═════ Given entries ═════
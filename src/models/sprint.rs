use std::fmt;
use std::str::FromStr;

use serde::{Deserialize, Serialize};
use serde_yaml::{Mapping, Value};

use crate::error::Error;

/// A work iteration, stored as `sprints/<id>.yaml`.
///
/// Fields the server does not know about are kept in `extra` and written
/// back unchanged, so hand-added annotations survive mutations.
#[derive(Debug, Clone, Serialize, Deserialize, PartialEq)]
pub struct Sprint {
    pub id: String,
    #[serde(default)]
    pub title: String,
    /// Sprint document file name, e.g. `FEATURE-SPRINT-1.md`.
    #[serde(default, skip_serializing_if = "Option::is_none")]
    pub file: Option<String>,
    pub status: SprintStatus,
    #[serde(default)]
    pub goal: String,
    #[serde(default, skip_serializing_if = "Option::is_none")]
    pub notes: Option<String>,
    #[serde(default)]
    pub themes: Vec<String>,
    #[serde(default)]
    pub stories: Vec<StoryEntry>,
    #[serde(flatten)]
    pub extra: Mapping,
}

impl Sprint {
    /// Stories that parsed as proper story mappings, in file order.
    pub fn stories(&self) -> impl Iterator<Item = &Story> {
        self.stories.iter().filter_map(StoryEntry::as_story)
    }

    pub fn story_mut(&mut self, story_id: &str) -> Option<&mut Story> {
        self.stories.iter_mut().find_map(|entry| match entry {
            StoryEntry::Story(story) if story.id == story_id => Some(story),
            _ => None,
        })
    }

    pub fn has_story(&self, story_id: &str) -> bool {
        self.stories().any(|story| story.id == story_id)
    }
}

/// One entry of a sprint's `stories` list.
///
/// Hand-edited files sometimes contain stray scalars in the list (a line of
/// acceptance criteria that lost its indentation, say). Those are carried
/// along untouched and ignored by every operation.
#[derive(Debug, Clone, Serialize, Deserialize, PartialEq)]
#[serde(untagged)]
pub enum StoryEntry {
    Story(Story),
    Other(Value),
}

impl StoryEntry {
    pub fn as_story(&self) -> Option<&Story> {
        match self {
            Self::Story(story) => Some(story),
            Self::Other(_) => None,
        }
    }
}

#[derive(Debug, Clone, Serialize, Deserialize, PartialEq)]
pub struct Story {
    pub id: String,
    pub status: StoryStatus,
    #[serde(default, skip_serializing_if = "Option::is_none")]
    pub notes: Option<String>,
    #[serde(flatten)]
    pub extra: Mapping,
}

impl Story {
    pub fn new(id: impl Into<String>, status: StoryStatus) -> Self {
        Self {
            id: id.into(),
            status,
            notes: None,
            extra: Mapping::new(),
        }
    }
}

/// - `Planned`: scheduled but not started
/// - `Active`: the sprint currently being worked
/// - `Reference`: kept for context, not scheduled
/// - `Completed`: finished
#[derive(Debug, Clone, Copy, Serialize, Deserialize, PartialEq, Eq)]
#[serde(rename_all = "snake_case")]
pub enum SprintStatus {
    Planned,
    Active,
    Reference,
    Completed,
}

impl SprintStatus {
    pub const VALID: &'static str = "planned, active, reference, completed";

    pub fn as_str(&self) -> &'static str {
        match self {
            Self::Planned => "planned",
            Self::Active => "active",
            Self::Reference => "reference",
            Self::Completed => "completed",
        }
    }
}

impl FromStr for SprintStatus {
    type Err = Error;

    fn from_str(s: &str) -> Result<Self, Self::Err> {
        match s {
            "planned" => Ok(Self::Planned),
            "active" => Ok(Self::Active),
            "reference" => Ok(Self::Reference),
            "completed" => Ok(Self::Completed),
            _ => Err(Error::rejected(format!(
                "Invalid status '{s}'. Must be one of: {}",
                Self::VALID
            ))),
        }
    }
}

impl fmt::Display for SprintStatus {
    fn fmt(&self, f: &mut fmt::Formatter<'_>) -> fmt::Result {
        f.write_str(self.as_str())
    }
}

#[derive(Debug, Clone, Copy, Serialize, Deserialize, PartialEq, Eq)]
#[serde(rename_all = "snake_case")]
pub enum StoryStatus {
    Planned,
    InProgress,
    Done,
}

impl StoryStatus {
    pub const VALID: &'static str = "planned, in_progress, done";

    pub fn as_str(&self) -> &'static str {
        match self {
            Self::Planned => "planned",
            Self::InProgress => "in_progress",
            Self::Done => "done",
        }
    }
}

impl FromStr for StoryStatus {
    type Err = Error;

    fn from_str(s: &str) -> Result<Self, Self::Err> {
        match s {
            "planned" => Ok(Self::Planned),
            "in_progress" => Ok(Self::InProgress),
            "done" => Ok(Self::Done),
            _ => Err(Error::rejected(format!(
                "Invalid status '{s}'. Must be one of: {}",
                Self::VALID
            ))),
        }
    }
}

impl fmt::Display for StoryStatus {
    fn fmt(&self, f: &mut fmt::Formatter<'_>) -> fmt::Result {
        f.write_str(self.as_str())
    }
}

/// Input for creating a sprint.
#[derive(Debug, Clone)]
pub struct NewSprint {
    pub id: String,
    pub title: String,
    pub goal: String,
    pub themes: Vec<String>,
    pub status: SprintStatus,
}

/// Partial sprint update. `None` leaves a field unchanged; `themes`
/// replaces the whole list.
#[derive(Debug, Clone, Default)]
pub struct SprintUpdate {
    pub status: Option<SprintStatus>,
    pub title: Option<String>,
    pub goal: Option<String>,
    pub themes: Option<Vec<String>>,
}

#[derive(Debug, Clone)]
pub struct NewStory {
    pub id: String,
    pub status: StoryStatus,
    /// Only stored when non-empty.
    pub notes: String,
}

#[derive(Debug, Clone, Default)]
pub struct StoryUpdate {
    pub status: Option<StoryStatus>,
    pub notes: Option<String>,
}
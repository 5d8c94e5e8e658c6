//! WorkSync: a shared, single-writer server for project work-tracking state.
//!
//! Sprints, stories, backlog items and history entries live in YAML files
//! under a data root. Any number of agent processes may read those files
//! directly, but every mutation goes through one [`engine::Coordinator`],
//! which serializes writers per project, refuses to overwrite files that were
//! edited behind its back, replaces files atomically, and schedules a
//! debounced regeneration of the Obsidian vault.

pub mod api;
pub mod config;
pub mod engine;
pub mod error;
pub mod guidance;
pub mod mcp;
pub mod models;
pub mod store;
pub mod tracker;
pub mod vault;
pub mod workspace;

pub use error::{Error, Result};
/// A data root with projects `alpha` and `beta`, each holding a backlog and
/// a history file.
fn setup_root() -> TempDir {
    let dir = tempfile::tempdir().expect("Failed to create temp dir");
    for project in ["alpha", "beta"] {
        let root = dir.path().join(project);
        fs::create_dir_all(root.join("sprints")).unwrap();
        fs::write(
            root.join("backlog.yaml"),
            "# backlog header\n\nbacklog:\n- id: B-1\n  summary: Existing\n  status: todo\n",
        )
        .unwrap();
        fs::write(root.join("history.yaml"), "history: []\n").unwrap();
        backdate(&root.join("backlog.yaml"), 300);
        backdate(&root.join("history.yaml"), 300);
    }
    dir
}

fn setup() -> (TempDir, Coordinator, Arc<CountingRegenerator>) {
    let dir = setup_root();
    let regenerator = Arc::new(CountingRegenerator::default());
    let coordinator = Coordinator::builder(dir.path())
        .scheduler(DebounceScheduler::new(QUIET, regenerator.clone()))
        .build();
    (dir, coordinator, regenerator)
}

/// Simulate a hand edit that lands at a distinct, earlier modification time.
fn edit_externally(path: &Path, contents: &str, secs_ago: u64) {
    fs::write(path, contents).unwrap();
    backdate(path, secs_ago);
}

fn backdate(path: &Path, secs: u64) {
    let file = File::options().write(true).open(path).unwrap();
    file.set_modified(SystemTime::now() - Duration::from_secs(secs))
        .unwrap();
}

fn backlog_item(id: &str) -> BacklogItem {
    NewBacklogItem {
        id: id.to_string(),
        summary: format!("Item {id}"),
        theme: "testing".to_string(),
        status: BacklogStatus::Todo,
        related_sprints: Vec::new(),
    }
    .into()
}

async fn add_item(coordinator: &Coordinator, project: &str, id: &str) -> worksync::Result<()> {
    let mut guard = coordinator.lock(project).await?;
    let record = MutationRecord::new(EntityRef::Backlog, "add_backlog", "test-agent");
    let item = backlog_item(id);
    guard.mutate_as(&record, |backlog: &mut Backlog| {
        backlog.backlog.push(item);
        Ok(())
    })
}

fn read_backlog(dir: &TempDir, project: &str) -> Backlog {
    let text = fs::read_to_string(dir.path().join(project).join("backlog.yaml")).unwrap();
    serde_yaml::from_str(&text).unwrap()
}

mod mutations {
    use super::*;

    #[tokio::test]
    async fn writes_the_change_and_keeps_the_header() {
        let (dir, coordinator, _) = setup();

        add_item(&coordinator, "alpha", "B-2").await.expect("mutation failed");

        let text = fs::read_to_string(dir.path().join("alpha/backlog.yaml")).unwrap();
        assert!(text.starts_with("# backlog header\n\n"));
        let backlog = read_backlog(&dir, "alpha");
        assert_eq!(backlog.backlog.len(), 2);
        assert_eq!(backlog.backlog[1].id, "B-2");
    }

    #[tokio::test]
    async fn failing_operation_writes_nothing() {
        let (dir, coordinator, _) = setup();
        let before = fs::read_to_string(dir.path().join("alpha/backlog.yaml")).unwrap();

        let record = MutationRecord::new(EntityRef::Backlog, "add_backlog", "test-agent");
        let result: worksync::Result<()> = coordinator
            .mutate("alpha", &record, |_| Err(Error::rejected("nope")))
            .await;

        assert!(matches!(result, Err(Error::Rejected(_))));
        let after = fs::read_to_string(dir.path().join("alpha/backlog.yaml")).unwrap();
        assert_eq!(before, after);
    }

    #[tokio::test]
    async fn unknown_project_is_not_found() {
        let (_dir, coordinator, _) = setup();

        let err = add_item(&coordinator, "gamma", "B-2").await.unwrap_err();

        assert!(matches!(err, Error::NotFound(_)));
    }

    #[tokio::test]
    async fn missing_entity_is_not_found() {
        let (_dir, coordinator, _) = setup();

        let record = MutationRecord::new(EntityRef::sprint("nope"), "update_sprint", "test-agent");
        let err = coordinator
            .mutate("alpha", &record, |_| Ok(()))
            .await
            .unwrap_err();

        assert!(matches!(err, Error::NotFound(_)));
    }

    #[tokio::test]
    async fn malformed_entity_is_a_parse_error() {
        let (dir, coordinator, _) = setup();
        edit_externally(&dir.path().join("alpha/history.yaml"), "history: [oops\n", 120);

        let record = MutationRecord::new(EntityRef::History, "add_history", "test-agent");
        let err = coordinator
            .mutate("alpha", &record, |_| Ok(()))
            .await
            .unwrap_err();

        assert!(matches!(err, Error::Parse { .. }));
    }

    #[tokio::test]
    async fn create_refuses_an_existing_file() {
        let (_dir, coordinator, _) = setup();
        let mut guard = coordinator.lock("alpha").await.unwrap();

        let record = MutationRecord::new(EntityRef::History, "create", "test-agent");
        let err = guard.create_as(&record, &History::default()).unwrap_err();

        assert!(matches!(err, Error::ConcurrentModification { .. }));
    }
}
//! Bearer-token authentication for the MCP endpoint.

use axum::{
    body::Body,
    extract::State,
    http::{header, Request, StatusCode},
    middleware::Next,
    response::Response,
};
use subtle::ConstantTimeEq;

use crate::config::ServerConfig;

/// Authentication settings for the HTTP transport.
#[derive(Clone, Debug, Default)]
pub struct SecurityConfig {
    /// Token expected in `Authorization: Bearer <token>` (from WORKSYNC_API_KEY)
    pub api_key: Option<String>,
}

impl SecurityConfig {
    /// Load security configuration from environment variables.
    pub fn from_env() -> Self {
        Self::from_server_config(&ServerConfig::from_env())
    }

    pub fn from_server_config(config: &ServerConfig) -> Self {
        Self {
            api_key: config.api_key.clone(),
        }
    }

    /// No authentication (local debugging and tests).
    pub fn disabled() -> Self {
        Self { api_key: None }
    }

    pub fn with_api_key(key: impl Into<String>) -> Self {
        Self {
            api_key: Some(key.into()),
        }
    }

    pub fn is_enabled(&self) -> bool {
        self.api_key.is_some()
    }
}

/// Rejects requests without the configured bearer token.
pub async fn auth_middleware(
    State(config): State<SecurityConfig>,
    request: Request<Body>,
    next: Next,
) -> Result<Response, StatusCode> {
    let expected_key = match &config.api_key {
        Some(key) => key,
        None => return Ok(next.run(request).await),
    };

    let auth_header = request
        .headers()
        .get(header::AUTHORIZATION)
        .and_then(|h| h.to_str().ok());

    match auth_header.and_then(|h| h.strip_prefix("Bearer ")) {
        Some(token) if token_matches(token, expected_key) => {
            Ok(next.run(request).await)
        }
        Some(_) => {
            tracing::warn!("Invalid API key provided");
            Err(StatusCode::UNAUTHORIZED)
        }
        None if auth_header.is_some() => {
            tracing::warn!("Invalid Authorization header format");
            Err(StatusCode::UNAUTHORIZED)
        }
        None => {
            tracing::warn!("Missing Authorization header");
            Err(StatusCode::UNAUTHORIZED)
        }
    }
}

fn token_matches(token: &str, expected: &str) -> bool {
    token.as_bytes().ct_eq(expected.as_bytes()).into()
}
//! Domain models for WorkSync.
//!
//! # Entities
//!
//! Each project directory holds one YAML file per tracked concept:
//!
//! - [`WorkIndex`] (`work-index.yaml`): project identity and sprint order.
//! - [`Sprint`] (`sprints/<id>.yaml`): a work iteration and its [`Story`] list.
//! - [`Backlog`] (`backlog.yaml`): unscheduled [`BacklogItem`]s.
//! - [`History`] (`history.yaml`): append-only [`HistoryEntry`] log.
//!
//! Every model keeps unknown keys in a flattened `extra` mapping so that
//! fields added by hand are written back untouched.

mod backlog;
mod history;
mod project;
mod sprint;

pub use backlog::*;
pub use history::*;
pub use project::*;
pub use sprint::*;

use crate::error::{Error, Result};

/// Reject identifiers that cannot safely become a file or directory name.
///
/// Project names and sprint ids end up in paths, so anything that could
/// escape the project directory (separators, `..`, leading dots) is refused.
pub fn validate_id(kind: &str, id: &str) -> Result<()> {
    let trimmed = id.trim();
    if trimmed.is_empty() {
        return Err(Error::rejected(format!("{kind} id must not be empty")));
    }
    if trimmed != id
        || id.starts_with('.')
        || id.contains(['/', '\\', '\0'])
        || id.chars().any(char::is_control)
    {
        return Err(Error::rejected(format!("Invalid {kind} id '{id}'")));
    }
    Ok(())
}
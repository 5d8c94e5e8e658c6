//! Request and response types for MCP tools.

use rmcp::schemars::JsonSchema;
use serde::{Deserialize, Serialize};

use crate::config::ProjectConfig;

fn default_agent() -> String {
    "unknown".to_string()
}

fn default_backlog_status() -> String {
    "todo".to_string()
}

fn default_planned() -> String {
    "planned".to_string()
}

fn default_action() -> String {
    "list".to_string()
}

fn default_story_id() -> String {
    "STORY-1".to_string()
}

// ============================================================
// Request Types
// ============================================================

#[derive(Debug, Default, Deserialize, JsonSchema)]
pub struct StatusRequest {
    #[schemars(description = "Project name to filter. If omitted, shows all projects")]
    #[serde(default)]
    pub project: Option<String>,
}

#[derive(Debug, Default, Deserialize, JsonSchema)]
pub struct ProjectsRequest {
    #[schemars(description = "Specific project name. If omitted, lists all")]
    #[serde(default)]
    pub project: Option<String>,
}

#[derive(Debug, Deserialize, JsonSchema)]
pub struct AddBacklogRequest {
    #[schemars(description = "Project name (must exist in config.yaml)")]
    pub project: String,
    #[schemars(description = "Unique identifier, kebab-case (e.g. 'cicd-sha-pinning')")]
    pub id: String,
    #[schemars(description = "Short description of the work")]
    pub summary: String,
    #[schemars(description = "Category (e.g. 'security', 'devops', 'infrastructure')")]
    pub theme: String,
    #[schemars(description = "Initial status: todo, in_progress or done. Defaults to todo")]
    #[serde(default = "default_backlog_status")]
    pub status: String,
    #[schemars(description = "Sprint IDs this item relates to")]
    #[serde(default)]
    pub related_sprints: Vec<String>,
    #[schemars(description = "Your agent name, for attribution")]
    #[serde(default = "default_agent")]
    pub agent: String,
}

#[derive(Debug, Deserialize, JsonSchema)]
pub struct UpdateBacklogRequest {
    #[schemars(description = "Project name")]
    pub project: String,
    #[schemars(description = "Backlog item ID to update")]
    pub id: String,
    #[schemars(description = "New status: todo, in_progress or done")]
    #[serde(default)]
    pub status: Option<String>,
    #[schemars(description = "New summary text")]
    #[serde(default)]
    pub summary: Option<String>,
    #[schemars(description = "New theme")]
    #[serde(default)]
    pub theme: Option<String>,
    #[schemars(description = "New related sprints list (replaces the existing one)")]
    #[serde(default)]
    pub related_sprints: Option<Vec<String>>,
    #[schemars(description = "Your agent name, for attribution")]
    #[serde(default = "default_agent")]
    pub agent: String,
}

#[derive(Debug, Deserialize, JsonSchema)]
pub struct RemoveBacklogRequest {
    #[schemars(description = "Project name")]
    pub project: String,
    #[schemars(description = "Backlog item ID to remove")]
    pub id: String,
    #[schemars(description = "Your agent name, for attribution")]
    #[serde(default = "default_agent")]
    pub agent: String,
}

#[derive(Debug, Deserialize, JsonSchema)]
pub struct CreateSprintRequest {
    #[schemars(description = "Project name")]
    pub project: String,
    #[schemars(description = "Sprint identifier, kebab-case")]
    pub id: String,
    #[schemars(description = "Human-readable sprint title")]
    pub title: String,
    #[schemars(description = "What the sprint aims to achieve")]
    #[serde(default)]
    pub goal: String,
    #[schemars(description = "Cross-cutting themes this sprint relates to")]
    #[serde(default)]
    pub themes: Vec<String>,
    #[schemars(description = "Initial status: planned, active, reference or completed")]
    #[serde(default = "default_planned")]
    pub status: String,
    #[schemars(description = "Your agent name, for attribution")]
    #[serde(default = "default_agent")]
    pub agent: String,
}

#[derive(Debug, Deserialize, JsonSchema)]
pub struct UpdateSprintRequest {
    #[schemars(description = "Project name")]
    pub project: String,
    #[schemars(description = "Sprint ID to update")]
    pub id: String,
    #[schemars(description = "New status: planned, active, reference or completed")]
    #[serde(default)]
    pub status: Option<String>,
    #[schemars(description = "New title")]
    #[serde(default)]
    pub title: Option<String>,
    #[schemars(description = "New goal")]
    #[serde(default)]
    pub goal: Option<String>,
    #[schemars(description = "New themes list (replaces the existing one)")]
    #[serde(default)]
    pub themes: Option<Vec<String>>,
    #[schemars(description = "Your agent name, for attribution")]
    #[serde(default = "default_agent")]
    pub agent: String,
}

#[derive(Debug, Deserialize, JsonSchema)]
pub struct AddStoryRequest {
    #[schemars(description = "Project name")]
    pub project: String,
    #[schemars(description = "Sprint to add the story to")]
    pub sprint_id: String,
    #[schemars(description = "Story identifier, uppercase (e.g. 'STORY-1')")]
    pub story_id: String,
    #[schemars(description = "Initial status: planned, in_progress or done")]
    #[serde(default = "default_planned")]
    pub status: String,
    #[schemars(description = "Optional notes about scope or context")]
    #[serde(default)]
    pub notes: String,
    #[schemars(description = "Your agent name, for attribution")]
    #[serde(default = "default_agent")]
    pub agent: String,
}

#[derive(Debug, Deserialize, JsonSchema)]
pub struct UpdateStoryRequest {
    #[schemars(description = "Project name")]
    pub project: String,
    #[schemars(description = "Sprint containing the story")]
    pub sprint_id: String,
    #[schemars(description = "Story ID to update")]
    pub story_id: String,
    #[schemars(description = "New status: planned, in_progress or done")]
    #[serde(default)]
    pub status: Option<String>,
    #[schemars(description = "Replacement notes")]
    #[serde(default)]
    pub notes: Option<String>,
    #[schemars(description = "Your agent name, for attribution")]
    #[serde(default = "default_agent")]
    pub agent: String,
}

#[derive(Debug, Deserialize, JsonSchema)]
pub struct DoneRequest {
    #[schemars(description = "Project name")]
    pub project: String,
    #[schemars(description = "Story to mark as done")]
    pub story_id: String,
    #[schemars(description = "Completion notes")]
    #[serde(default)]
    pub notes: String,
    #[schemars(description = "Sprint containing the story. Searched in index order when omitted")]
    #[serde(default)]
    pub sprint_id: Option<String>,
    #[schemars(description = "Your agent name, for attribution")]
    #[serde(default = "default_agent")]
    pub agent: String,
}

#[derive(Debug, Deserialize, JsonSchema)]
pub struct HistoryRequest {
    #[schemars(description = "Project name")]
    pub project: String,
    #[schemars(description = "'list' to view, 'add' to append a new entry")]
    #[serde(default = "default_action")]
    pub action: String,
    #[schemars(description = "Summary text (required when action='add')")]
    #[serde(default)]
    pub summary: Option<String>,
    #[schemars(description = "Sprint IDs related to the entry")]
    #[serde(default)]
    pub related_sprints: Option<Vec<String>>,
    #[schemars(description = "Your agent name, for attribution")]
    #[serde(default = "default_agent")]
    pub agent: String,
}

#[derive(Debug, Default, Deserialize, JsonSchema)]
pub struct SyncRequest {
    #[schemars(description = "Specific project to sync. If omitted, syncs all")]
    #[serde(default)]
    pub project: Option<String>,
}

#[derive(Debug, Deserialize, JsonSchema)]
pub struct GuidanceRequest {
    #[schemars(description = "Project name")]
    pub project: String,
    #[schemars(
        description = "Optional filter: general, golang, typescript, ai-collaboration, or a project-specific guidance name"
    )]
    #[serde(default)]
    pub topic: Option<String>,
}

#[derive(Debug, Deserialize, JsonSchema)]
pub struct RegisterProjectRequest {
    #[schemars(description = "Project identifier, kebab-case (e.g. 'my-new-project')")]
    pub name: String,
    #[schemars(description = "Path to the source repository (e.g. '~/dev/my-project')")]
    pub repo: String,
    #[schemars(description = "Short project description")]
    #[serde(default)]
    pub description: String,
    #[schemars(
        description = "Languages used (e.g. ['golang', 'typescript']). Auto-detected from the repo when omitted"
    )]
    #[serde(default)]
    pub languages: Option<Vec<String>>,
    #[schemars(description = "Your agent name, for attribution")]
    #[serde(default = "default_agent")]
    pub agent: String,
}

#[derive(Debug, Deserialize, JsonSchema)]
pub struct UnregisterProjectRequest {
    #[schemars(description = "Project name to unregister")]
    pub name: String,
    #[schemars(description = "Also delete the project data directory and vault notes. Default: false")]
    #[serde(default)]
    pub delete_data: bool,
    #[schemars(description = "Your agent name, for attribution")]
    #[serde(default = "default_agent")]
    pub agent: String,
}

// ============================================================
// Prompt Arguments
// ============================================================

#[derive(Debug, Default, Deserialize, JsonSchema)]
pub struct WorkStatusArgs {
    #[schemars(description = "Project name. If omitted, all projects")]
    #[serde(default)]
    pub project: String,
}

#[derive(Debug, Default, Deserialize, JsonSchema)]
pub struct WorkSyncArgs {
    #[schemars(description = "Project name. If omitted, all projects")]
    #[serde(default)]
    pub project: String,
}

#[derive(Debug, Deserialize, JsonSchema)]
pub struct WorkFocusArgs {
    #[schemars(description = "Story ID to focus on. Default: STORY-1")]
    #[serde(default = "default_story_id")]
    pub story_id: String,
    #[schemars(description = "Project containing the story, if known")]
    #[serde(default)]
    pub project: String,
}

#[derive(Debug, Deserialize, JsonSchema)]
pub struct WorkDoneArgs {
    #[schemars(description = "Story ID to mark done. Default: STORY-1")]
    #[serde(default = "default_story_id")]
    pub story_id: String,
    #[schemars(description = "Completion notes")]
    #[serde(default)]
    pub notes: String,
    #[schemars(description = "Project containing the story, if known")]
    #[serde(default)]
    pub project: String,
}

#[derive(Debug, Default, Deserialize, JsonSchema)]
pub struct AddProjectArgs {
    #[schemars(description = "Project name (kebab-case)")]
    #[serde(default)]
    pub name: String,
    #[schemars(description = "Path to the project repository")]
    #[serde(default)]
    pub repo: String,
}

// ============================================================
// Response Types
// ============================================================

/// One registry entry, flattened under its name.
#[derive(Debug, Serialize)]
pub struct ProjectDetail {
    pub project: String,
    #[serde(flatten)]
    pub config: ProjectConfig,
}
═════
Task to carry out:
For the entries shown above, give the number of lines that include the word "unchanged", without any other text.

Reply:
2